▸ WHAT TO PRODUCE:
Starting with the first line and ending with the last, copy the entries word for word.

▸ PROVIDED RECORDS:
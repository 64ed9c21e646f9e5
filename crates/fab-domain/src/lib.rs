//! fab-domain: vocabulario compartido del motor de flujos EDA.
//!
//! Este crate no conoce steps ni flows; define únicamente:
//! - `Value`: primitivas tipadas de configuración (path ≠ string).
//! - `DesignFormat`: registro cerrado de artefactos de diseño que los steps
//!   intercambian vía estado.
//! - `DomainError`: errores de validación del dominio.

pub mod errors;
pub mod format;
pub mod value;

pub use errors::DomainError;
pub use format::DesignFormat;
pub use value::Value;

▸ RESPONSE:
repository 64ed9c21e646f9e5
filename crates/fab-domain/src/lib.rs
//! fab-domain: vocabulario compartido del motor de flujos EDA.
//!
//! Este crate no conoce steps ni flows; define únicamente:
//! - `Value`: primitivas tipadas de configuración (path ≠ string).
//! - `DesignFormat`: registro cerrado de artefactos de diseño que los steps
//!   intercambian vía estado.
//! - `DomainError`: errores de validación del dominio.

pub mod errors;
pub mod format;
pub mod value;

pub use errors::DomainError;
pub use format::DesignFormat;
pub use value::Value;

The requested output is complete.